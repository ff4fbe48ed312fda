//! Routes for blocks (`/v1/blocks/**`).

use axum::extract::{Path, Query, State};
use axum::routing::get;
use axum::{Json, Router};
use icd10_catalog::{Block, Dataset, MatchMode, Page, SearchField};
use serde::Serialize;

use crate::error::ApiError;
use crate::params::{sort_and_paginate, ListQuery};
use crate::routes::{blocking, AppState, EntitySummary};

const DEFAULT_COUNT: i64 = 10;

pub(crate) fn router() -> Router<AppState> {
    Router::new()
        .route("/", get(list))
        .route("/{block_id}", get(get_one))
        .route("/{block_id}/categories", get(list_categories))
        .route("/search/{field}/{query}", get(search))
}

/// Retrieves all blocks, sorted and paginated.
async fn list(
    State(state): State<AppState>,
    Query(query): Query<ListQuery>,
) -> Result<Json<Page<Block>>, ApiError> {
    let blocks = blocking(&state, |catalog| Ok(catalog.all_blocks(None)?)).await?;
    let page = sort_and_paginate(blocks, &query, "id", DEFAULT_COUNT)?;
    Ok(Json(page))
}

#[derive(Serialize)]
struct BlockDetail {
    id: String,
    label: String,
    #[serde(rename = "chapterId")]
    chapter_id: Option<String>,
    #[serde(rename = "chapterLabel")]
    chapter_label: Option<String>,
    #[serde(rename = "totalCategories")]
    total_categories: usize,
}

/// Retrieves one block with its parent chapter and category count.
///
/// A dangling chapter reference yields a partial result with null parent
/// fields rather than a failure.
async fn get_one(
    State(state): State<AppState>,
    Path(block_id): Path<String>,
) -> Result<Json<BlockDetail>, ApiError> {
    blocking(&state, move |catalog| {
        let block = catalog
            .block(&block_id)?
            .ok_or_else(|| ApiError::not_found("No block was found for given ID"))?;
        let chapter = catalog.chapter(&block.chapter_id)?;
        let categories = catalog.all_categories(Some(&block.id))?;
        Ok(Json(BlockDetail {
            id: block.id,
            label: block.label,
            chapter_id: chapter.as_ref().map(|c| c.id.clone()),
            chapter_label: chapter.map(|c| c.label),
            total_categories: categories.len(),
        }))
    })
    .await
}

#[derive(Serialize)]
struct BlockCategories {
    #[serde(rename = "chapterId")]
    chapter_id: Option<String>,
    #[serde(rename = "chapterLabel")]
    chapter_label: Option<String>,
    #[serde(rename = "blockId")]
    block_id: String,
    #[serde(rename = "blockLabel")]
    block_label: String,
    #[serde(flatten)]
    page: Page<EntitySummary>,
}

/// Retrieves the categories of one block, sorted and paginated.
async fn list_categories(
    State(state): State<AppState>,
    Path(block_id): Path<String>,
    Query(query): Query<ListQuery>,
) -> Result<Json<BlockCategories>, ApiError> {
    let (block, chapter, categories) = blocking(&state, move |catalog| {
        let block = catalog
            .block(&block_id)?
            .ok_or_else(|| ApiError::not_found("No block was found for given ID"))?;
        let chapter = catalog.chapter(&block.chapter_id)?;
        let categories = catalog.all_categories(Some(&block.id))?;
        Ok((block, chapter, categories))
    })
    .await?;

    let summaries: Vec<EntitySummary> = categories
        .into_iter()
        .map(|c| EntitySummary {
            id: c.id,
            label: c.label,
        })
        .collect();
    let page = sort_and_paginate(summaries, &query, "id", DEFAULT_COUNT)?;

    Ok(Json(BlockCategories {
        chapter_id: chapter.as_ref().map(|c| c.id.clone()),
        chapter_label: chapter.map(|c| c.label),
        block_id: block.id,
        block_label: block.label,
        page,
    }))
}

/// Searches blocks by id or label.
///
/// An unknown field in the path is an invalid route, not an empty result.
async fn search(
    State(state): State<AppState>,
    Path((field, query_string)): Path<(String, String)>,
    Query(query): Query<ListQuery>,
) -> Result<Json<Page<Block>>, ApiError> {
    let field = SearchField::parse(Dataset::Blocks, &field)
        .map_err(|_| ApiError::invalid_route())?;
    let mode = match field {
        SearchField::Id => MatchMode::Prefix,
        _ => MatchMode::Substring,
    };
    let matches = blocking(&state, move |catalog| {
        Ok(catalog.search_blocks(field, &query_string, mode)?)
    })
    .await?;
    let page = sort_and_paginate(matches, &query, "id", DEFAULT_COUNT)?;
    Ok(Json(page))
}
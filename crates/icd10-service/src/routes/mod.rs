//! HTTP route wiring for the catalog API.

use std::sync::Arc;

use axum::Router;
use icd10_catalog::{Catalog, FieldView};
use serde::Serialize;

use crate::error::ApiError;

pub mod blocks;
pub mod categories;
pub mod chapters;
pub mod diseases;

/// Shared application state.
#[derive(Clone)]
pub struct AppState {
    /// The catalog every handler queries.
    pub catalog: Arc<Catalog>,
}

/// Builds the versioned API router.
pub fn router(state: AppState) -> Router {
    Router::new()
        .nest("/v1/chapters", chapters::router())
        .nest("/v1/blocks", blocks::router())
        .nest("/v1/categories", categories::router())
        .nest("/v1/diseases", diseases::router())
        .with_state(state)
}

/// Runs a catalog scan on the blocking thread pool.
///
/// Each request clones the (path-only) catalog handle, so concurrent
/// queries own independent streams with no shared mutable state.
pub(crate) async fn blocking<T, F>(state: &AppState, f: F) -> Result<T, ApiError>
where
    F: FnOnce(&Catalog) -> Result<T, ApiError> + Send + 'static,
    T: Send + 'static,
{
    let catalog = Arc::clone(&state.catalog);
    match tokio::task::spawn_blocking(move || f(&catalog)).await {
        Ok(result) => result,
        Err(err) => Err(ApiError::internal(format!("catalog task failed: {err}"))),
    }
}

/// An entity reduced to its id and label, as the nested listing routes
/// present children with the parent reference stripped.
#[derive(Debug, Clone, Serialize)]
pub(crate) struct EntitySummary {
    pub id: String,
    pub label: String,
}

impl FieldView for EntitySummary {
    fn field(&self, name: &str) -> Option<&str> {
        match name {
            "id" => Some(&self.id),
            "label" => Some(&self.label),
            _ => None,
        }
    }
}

==

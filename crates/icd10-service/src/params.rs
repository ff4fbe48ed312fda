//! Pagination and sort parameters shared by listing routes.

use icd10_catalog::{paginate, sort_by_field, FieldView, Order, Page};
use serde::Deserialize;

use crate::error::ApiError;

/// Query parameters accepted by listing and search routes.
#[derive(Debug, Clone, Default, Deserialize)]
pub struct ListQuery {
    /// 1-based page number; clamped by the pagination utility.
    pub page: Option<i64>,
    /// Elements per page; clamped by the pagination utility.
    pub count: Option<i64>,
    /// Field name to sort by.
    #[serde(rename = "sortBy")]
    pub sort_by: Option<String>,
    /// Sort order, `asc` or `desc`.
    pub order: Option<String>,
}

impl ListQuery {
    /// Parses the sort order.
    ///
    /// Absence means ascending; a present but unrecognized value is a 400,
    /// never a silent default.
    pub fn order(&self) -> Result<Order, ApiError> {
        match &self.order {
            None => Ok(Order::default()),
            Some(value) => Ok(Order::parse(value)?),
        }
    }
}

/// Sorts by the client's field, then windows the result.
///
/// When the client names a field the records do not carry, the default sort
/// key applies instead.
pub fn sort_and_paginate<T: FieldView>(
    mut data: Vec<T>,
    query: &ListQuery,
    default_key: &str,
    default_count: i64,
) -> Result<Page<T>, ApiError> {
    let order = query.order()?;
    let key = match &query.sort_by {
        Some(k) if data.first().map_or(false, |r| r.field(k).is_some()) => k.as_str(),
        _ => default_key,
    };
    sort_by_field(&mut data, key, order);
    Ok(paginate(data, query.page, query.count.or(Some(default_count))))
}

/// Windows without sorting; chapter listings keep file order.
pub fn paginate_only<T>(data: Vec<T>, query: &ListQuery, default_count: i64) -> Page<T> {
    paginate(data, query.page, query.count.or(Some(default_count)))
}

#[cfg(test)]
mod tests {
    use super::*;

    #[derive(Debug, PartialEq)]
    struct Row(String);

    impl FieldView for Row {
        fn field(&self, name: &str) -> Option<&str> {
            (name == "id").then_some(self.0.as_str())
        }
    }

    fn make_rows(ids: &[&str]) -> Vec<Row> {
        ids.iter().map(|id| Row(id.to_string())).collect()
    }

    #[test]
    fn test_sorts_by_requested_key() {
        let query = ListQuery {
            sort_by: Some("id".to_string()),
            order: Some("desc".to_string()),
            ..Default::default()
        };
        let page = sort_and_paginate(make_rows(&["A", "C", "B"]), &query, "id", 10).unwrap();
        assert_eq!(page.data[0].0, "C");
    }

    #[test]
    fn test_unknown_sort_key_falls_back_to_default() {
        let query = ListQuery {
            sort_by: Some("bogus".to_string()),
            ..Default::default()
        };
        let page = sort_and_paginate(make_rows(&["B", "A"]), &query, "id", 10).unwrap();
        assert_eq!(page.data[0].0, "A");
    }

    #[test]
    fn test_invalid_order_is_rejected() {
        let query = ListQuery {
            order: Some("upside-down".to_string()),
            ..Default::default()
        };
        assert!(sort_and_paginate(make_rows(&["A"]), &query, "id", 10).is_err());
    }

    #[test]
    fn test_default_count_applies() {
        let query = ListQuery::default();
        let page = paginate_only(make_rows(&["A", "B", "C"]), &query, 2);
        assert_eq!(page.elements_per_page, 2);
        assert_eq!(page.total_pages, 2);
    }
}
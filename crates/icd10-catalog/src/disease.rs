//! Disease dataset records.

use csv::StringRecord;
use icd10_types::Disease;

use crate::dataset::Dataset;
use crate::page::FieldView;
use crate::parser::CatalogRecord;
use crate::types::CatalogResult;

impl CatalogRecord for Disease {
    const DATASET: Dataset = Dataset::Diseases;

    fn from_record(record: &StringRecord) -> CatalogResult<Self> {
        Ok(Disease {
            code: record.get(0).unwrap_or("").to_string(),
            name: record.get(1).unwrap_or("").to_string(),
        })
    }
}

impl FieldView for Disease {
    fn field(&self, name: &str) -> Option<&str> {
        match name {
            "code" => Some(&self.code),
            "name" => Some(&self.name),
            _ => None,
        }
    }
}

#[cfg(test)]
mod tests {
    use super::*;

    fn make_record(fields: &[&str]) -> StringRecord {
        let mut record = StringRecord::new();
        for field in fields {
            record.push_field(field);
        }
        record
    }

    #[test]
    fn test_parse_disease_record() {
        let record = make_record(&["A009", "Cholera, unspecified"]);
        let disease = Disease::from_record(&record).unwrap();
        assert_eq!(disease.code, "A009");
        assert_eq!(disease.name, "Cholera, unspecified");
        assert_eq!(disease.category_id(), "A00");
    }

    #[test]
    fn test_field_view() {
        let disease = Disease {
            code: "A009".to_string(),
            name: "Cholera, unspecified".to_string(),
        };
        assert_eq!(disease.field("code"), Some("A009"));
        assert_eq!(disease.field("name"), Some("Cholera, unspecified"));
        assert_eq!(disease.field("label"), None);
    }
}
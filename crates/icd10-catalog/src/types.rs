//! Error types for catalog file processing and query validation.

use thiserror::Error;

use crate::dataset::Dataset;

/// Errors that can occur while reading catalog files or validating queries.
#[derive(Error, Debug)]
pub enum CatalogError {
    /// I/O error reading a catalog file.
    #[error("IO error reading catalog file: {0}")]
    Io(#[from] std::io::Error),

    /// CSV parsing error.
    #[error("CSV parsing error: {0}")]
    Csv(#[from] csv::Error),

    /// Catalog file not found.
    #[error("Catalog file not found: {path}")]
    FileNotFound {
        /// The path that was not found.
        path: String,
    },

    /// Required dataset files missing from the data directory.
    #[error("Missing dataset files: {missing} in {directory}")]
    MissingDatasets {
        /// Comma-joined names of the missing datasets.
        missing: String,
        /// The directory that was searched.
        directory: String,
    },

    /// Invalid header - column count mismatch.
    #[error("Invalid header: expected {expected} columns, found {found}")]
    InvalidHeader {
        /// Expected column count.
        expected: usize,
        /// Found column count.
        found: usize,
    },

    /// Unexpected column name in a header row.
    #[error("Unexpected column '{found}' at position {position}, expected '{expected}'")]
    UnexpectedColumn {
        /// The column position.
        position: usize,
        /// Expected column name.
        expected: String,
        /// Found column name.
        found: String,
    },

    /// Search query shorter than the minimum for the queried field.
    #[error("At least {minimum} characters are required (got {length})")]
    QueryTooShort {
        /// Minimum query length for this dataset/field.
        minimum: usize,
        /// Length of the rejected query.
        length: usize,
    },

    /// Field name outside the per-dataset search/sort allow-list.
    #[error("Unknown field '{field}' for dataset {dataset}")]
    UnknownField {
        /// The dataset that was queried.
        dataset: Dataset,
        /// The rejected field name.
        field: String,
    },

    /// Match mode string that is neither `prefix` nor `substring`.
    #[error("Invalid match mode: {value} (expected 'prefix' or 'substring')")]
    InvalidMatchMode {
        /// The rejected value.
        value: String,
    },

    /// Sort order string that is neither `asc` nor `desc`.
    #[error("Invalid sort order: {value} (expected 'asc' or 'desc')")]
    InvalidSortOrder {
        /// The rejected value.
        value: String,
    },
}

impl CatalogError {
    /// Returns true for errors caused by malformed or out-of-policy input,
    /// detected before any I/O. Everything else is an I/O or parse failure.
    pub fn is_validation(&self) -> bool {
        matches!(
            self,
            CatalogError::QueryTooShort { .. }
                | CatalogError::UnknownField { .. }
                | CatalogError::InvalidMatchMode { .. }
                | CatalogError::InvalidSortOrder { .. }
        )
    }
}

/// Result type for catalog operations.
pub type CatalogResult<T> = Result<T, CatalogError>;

--

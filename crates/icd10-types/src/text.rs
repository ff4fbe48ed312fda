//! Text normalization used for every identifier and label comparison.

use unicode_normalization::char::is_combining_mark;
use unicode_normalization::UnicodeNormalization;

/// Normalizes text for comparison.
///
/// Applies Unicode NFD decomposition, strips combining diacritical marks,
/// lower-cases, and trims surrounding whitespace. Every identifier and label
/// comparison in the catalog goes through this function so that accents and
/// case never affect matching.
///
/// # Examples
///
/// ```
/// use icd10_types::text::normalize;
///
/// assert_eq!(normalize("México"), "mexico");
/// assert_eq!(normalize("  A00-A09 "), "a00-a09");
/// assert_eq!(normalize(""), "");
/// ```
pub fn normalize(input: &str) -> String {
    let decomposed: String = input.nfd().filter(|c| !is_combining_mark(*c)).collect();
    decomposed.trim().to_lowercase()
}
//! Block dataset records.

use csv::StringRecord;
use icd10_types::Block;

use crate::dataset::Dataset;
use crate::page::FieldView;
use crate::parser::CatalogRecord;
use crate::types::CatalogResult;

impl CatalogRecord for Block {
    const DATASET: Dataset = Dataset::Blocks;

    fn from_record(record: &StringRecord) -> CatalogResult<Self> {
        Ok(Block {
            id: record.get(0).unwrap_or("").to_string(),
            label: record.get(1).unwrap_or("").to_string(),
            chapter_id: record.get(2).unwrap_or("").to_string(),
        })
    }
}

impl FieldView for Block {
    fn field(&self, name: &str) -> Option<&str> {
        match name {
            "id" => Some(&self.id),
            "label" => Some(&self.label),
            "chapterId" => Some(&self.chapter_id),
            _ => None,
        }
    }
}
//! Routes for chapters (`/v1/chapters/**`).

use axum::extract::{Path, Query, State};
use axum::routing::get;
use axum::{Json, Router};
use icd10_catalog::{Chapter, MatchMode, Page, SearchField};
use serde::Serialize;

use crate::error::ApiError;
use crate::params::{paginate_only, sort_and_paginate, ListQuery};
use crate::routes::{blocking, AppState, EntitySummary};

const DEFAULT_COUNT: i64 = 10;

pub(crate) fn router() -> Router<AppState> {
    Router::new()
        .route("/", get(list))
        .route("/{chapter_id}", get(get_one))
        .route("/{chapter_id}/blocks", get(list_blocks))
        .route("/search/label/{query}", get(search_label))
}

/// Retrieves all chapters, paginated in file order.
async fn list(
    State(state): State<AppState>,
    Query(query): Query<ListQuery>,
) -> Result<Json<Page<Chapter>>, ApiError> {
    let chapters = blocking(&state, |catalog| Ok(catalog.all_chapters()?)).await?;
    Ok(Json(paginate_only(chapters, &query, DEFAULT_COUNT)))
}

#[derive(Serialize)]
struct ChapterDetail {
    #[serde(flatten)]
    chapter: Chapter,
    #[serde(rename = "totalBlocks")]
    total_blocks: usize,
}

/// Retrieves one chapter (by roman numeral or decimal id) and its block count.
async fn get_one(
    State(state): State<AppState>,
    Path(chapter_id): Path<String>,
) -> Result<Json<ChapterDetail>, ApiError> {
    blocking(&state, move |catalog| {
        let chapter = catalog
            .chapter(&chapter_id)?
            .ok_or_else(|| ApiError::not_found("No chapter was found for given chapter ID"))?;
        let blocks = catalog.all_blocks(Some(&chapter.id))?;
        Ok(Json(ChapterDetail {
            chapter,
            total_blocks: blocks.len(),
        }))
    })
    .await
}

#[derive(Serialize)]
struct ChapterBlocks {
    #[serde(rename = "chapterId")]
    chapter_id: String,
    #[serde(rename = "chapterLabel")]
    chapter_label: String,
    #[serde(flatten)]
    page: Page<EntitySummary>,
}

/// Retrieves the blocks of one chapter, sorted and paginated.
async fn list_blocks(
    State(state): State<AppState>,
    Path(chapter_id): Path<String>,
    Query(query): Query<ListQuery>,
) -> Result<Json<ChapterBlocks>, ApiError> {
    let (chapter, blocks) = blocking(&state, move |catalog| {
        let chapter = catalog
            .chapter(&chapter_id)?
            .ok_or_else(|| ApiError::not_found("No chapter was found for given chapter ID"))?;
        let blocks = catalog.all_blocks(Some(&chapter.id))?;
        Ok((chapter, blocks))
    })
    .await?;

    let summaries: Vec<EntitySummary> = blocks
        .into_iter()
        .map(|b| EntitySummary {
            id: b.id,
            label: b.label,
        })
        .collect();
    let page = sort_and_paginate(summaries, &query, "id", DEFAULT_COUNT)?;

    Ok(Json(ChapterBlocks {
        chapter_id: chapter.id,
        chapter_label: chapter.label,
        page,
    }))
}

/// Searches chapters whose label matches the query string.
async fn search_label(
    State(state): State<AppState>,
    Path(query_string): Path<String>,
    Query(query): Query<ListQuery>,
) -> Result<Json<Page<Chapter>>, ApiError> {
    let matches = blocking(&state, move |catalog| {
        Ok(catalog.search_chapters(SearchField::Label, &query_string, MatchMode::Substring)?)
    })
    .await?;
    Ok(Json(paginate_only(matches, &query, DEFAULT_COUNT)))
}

- [Work to be completed]
Look through the records and give only the number of lines where the string "parent" appears.

- [Answer section]
3